Goal of the exercise:
Report all lines below with the word "RwLock".

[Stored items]
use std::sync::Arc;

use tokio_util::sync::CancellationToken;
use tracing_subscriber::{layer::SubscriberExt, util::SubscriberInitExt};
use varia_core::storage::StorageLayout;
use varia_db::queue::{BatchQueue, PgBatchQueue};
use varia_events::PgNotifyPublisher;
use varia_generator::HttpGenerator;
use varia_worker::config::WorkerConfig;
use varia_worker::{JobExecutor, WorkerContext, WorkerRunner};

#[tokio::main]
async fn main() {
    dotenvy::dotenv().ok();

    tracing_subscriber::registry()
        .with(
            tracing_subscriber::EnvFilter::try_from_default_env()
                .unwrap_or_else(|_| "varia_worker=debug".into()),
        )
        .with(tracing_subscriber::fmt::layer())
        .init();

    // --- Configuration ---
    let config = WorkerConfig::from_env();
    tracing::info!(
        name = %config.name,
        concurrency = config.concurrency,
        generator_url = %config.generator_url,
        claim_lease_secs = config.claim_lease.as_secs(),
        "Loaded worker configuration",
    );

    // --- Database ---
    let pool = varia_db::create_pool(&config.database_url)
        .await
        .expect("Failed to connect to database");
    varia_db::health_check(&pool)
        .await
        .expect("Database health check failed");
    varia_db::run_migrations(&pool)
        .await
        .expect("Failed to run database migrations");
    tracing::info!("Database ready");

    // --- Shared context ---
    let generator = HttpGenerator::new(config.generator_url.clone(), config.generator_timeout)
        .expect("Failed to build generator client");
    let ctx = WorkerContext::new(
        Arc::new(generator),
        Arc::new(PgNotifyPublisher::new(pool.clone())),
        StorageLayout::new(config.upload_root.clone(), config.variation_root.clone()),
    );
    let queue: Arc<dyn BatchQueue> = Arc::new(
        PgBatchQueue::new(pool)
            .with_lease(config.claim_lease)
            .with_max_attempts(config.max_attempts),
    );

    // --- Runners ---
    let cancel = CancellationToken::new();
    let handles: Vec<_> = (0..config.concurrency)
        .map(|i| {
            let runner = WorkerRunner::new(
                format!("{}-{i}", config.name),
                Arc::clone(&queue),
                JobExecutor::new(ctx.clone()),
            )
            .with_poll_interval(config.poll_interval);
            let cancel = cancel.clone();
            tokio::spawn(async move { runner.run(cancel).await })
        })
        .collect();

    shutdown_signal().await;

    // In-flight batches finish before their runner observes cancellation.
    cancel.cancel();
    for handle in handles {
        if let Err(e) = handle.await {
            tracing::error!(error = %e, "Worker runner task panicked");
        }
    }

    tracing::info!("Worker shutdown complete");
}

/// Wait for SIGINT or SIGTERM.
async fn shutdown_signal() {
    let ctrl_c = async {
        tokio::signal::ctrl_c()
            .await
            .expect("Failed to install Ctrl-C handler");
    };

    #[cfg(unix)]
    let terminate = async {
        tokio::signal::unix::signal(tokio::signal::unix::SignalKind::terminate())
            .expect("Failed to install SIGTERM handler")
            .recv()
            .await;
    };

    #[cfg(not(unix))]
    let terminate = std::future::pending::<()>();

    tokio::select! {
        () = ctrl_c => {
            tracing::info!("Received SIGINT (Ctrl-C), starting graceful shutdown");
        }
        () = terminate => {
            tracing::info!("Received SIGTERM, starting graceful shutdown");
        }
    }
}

* * *

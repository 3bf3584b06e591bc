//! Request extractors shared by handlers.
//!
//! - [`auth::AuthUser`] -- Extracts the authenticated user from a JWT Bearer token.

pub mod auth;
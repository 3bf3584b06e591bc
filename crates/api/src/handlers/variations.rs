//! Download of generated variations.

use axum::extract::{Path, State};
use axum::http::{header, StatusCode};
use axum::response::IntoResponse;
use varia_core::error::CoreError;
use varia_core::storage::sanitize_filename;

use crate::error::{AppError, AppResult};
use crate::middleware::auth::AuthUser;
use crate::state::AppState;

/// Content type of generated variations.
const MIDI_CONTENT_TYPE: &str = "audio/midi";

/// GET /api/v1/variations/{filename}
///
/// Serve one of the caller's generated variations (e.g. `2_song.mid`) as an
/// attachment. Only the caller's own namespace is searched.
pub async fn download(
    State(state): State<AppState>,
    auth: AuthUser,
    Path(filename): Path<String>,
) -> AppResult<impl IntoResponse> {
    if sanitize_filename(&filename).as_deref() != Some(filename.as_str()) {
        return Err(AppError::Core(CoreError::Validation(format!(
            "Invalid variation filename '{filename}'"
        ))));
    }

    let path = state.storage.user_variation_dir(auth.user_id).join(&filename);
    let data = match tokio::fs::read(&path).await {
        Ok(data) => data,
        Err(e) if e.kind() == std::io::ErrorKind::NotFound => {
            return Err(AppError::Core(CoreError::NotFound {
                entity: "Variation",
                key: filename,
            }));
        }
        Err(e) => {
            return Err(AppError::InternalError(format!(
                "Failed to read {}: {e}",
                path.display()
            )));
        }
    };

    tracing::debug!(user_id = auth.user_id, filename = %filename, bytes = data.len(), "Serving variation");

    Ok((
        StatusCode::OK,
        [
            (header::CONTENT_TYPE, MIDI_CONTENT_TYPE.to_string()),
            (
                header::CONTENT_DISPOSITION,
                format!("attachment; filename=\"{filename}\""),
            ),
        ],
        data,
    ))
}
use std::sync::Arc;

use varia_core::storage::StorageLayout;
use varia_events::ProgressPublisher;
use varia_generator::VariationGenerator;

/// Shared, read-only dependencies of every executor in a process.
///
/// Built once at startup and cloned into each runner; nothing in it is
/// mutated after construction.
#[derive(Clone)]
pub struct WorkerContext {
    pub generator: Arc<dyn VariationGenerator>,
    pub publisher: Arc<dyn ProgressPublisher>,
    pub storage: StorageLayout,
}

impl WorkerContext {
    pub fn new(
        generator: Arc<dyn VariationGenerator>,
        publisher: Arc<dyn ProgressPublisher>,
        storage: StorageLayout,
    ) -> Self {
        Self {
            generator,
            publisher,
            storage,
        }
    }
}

==

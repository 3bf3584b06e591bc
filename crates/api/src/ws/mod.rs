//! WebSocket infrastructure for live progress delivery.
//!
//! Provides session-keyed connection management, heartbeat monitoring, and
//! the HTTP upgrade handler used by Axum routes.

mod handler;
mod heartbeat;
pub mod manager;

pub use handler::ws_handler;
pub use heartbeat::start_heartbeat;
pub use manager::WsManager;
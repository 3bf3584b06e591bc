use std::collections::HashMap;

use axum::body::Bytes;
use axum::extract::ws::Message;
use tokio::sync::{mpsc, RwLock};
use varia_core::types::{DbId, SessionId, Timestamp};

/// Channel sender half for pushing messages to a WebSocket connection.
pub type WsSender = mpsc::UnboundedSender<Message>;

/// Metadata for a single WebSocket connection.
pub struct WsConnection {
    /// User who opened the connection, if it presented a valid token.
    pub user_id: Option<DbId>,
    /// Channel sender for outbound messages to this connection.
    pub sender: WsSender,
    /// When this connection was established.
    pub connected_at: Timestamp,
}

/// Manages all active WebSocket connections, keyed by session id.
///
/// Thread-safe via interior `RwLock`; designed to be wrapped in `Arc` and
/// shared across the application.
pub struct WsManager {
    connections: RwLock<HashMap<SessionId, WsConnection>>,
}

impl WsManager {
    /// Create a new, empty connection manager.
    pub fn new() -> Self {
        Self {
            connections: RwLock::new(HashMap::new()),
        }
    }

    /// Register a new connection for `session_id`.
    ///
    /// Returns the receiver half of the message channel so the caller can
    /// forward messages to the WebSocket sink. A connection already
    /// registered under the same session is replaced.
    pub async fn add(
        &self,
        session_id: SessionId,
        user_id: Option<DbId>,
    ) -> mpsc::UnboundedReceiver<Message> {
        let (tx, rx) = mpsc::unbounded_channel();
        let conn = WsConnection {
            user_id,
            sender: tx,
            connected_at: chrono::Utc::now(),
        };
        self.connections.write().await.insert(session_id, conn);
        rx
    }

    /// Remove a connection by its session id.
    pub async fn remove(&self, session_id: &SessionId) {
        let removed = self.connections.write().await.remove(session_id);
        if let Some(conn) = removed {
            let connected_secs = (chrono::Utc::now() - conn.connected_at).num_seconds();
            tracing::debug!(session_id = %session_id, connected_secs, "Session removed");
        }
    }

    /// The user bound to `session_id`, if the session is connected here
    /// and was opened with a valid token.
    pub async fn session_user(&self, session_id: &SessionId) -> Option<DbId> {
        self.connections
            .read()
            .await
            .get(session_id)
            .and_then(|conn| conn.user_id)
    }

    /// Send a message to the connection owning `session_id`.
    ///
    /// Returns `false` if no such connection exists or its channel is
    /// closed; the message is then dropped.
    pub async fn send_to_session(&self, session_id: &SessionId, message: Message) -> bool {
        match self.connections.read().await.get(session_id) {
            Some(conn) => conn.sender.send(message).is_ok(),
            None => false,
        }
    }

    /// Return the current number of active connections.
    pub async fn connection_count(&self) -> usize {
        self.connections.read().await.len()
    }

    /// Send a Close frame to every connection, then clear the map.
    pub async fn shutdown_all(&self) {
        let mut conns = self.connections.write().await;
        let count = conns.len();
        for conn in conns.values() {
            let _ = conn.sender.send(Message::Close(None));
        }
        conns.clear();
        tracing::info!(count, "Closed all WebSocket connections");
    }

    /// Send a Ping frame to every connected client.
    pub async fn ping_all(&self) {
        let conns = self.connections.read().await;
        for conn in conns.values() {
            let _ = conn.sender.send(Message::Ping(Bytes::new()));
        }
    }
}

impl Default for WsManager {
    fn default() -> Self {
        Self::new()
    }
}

Output for this exercise:
use tokio::sync::{mpsc, RwLock};
/// Thread-safe via interior `RwLock`; designed to be wrapped in `Arc` and
    connections: RwLock<HashMap<SessionId, WsConnection>>,
            connections: RwLock::new(HashMap::new()),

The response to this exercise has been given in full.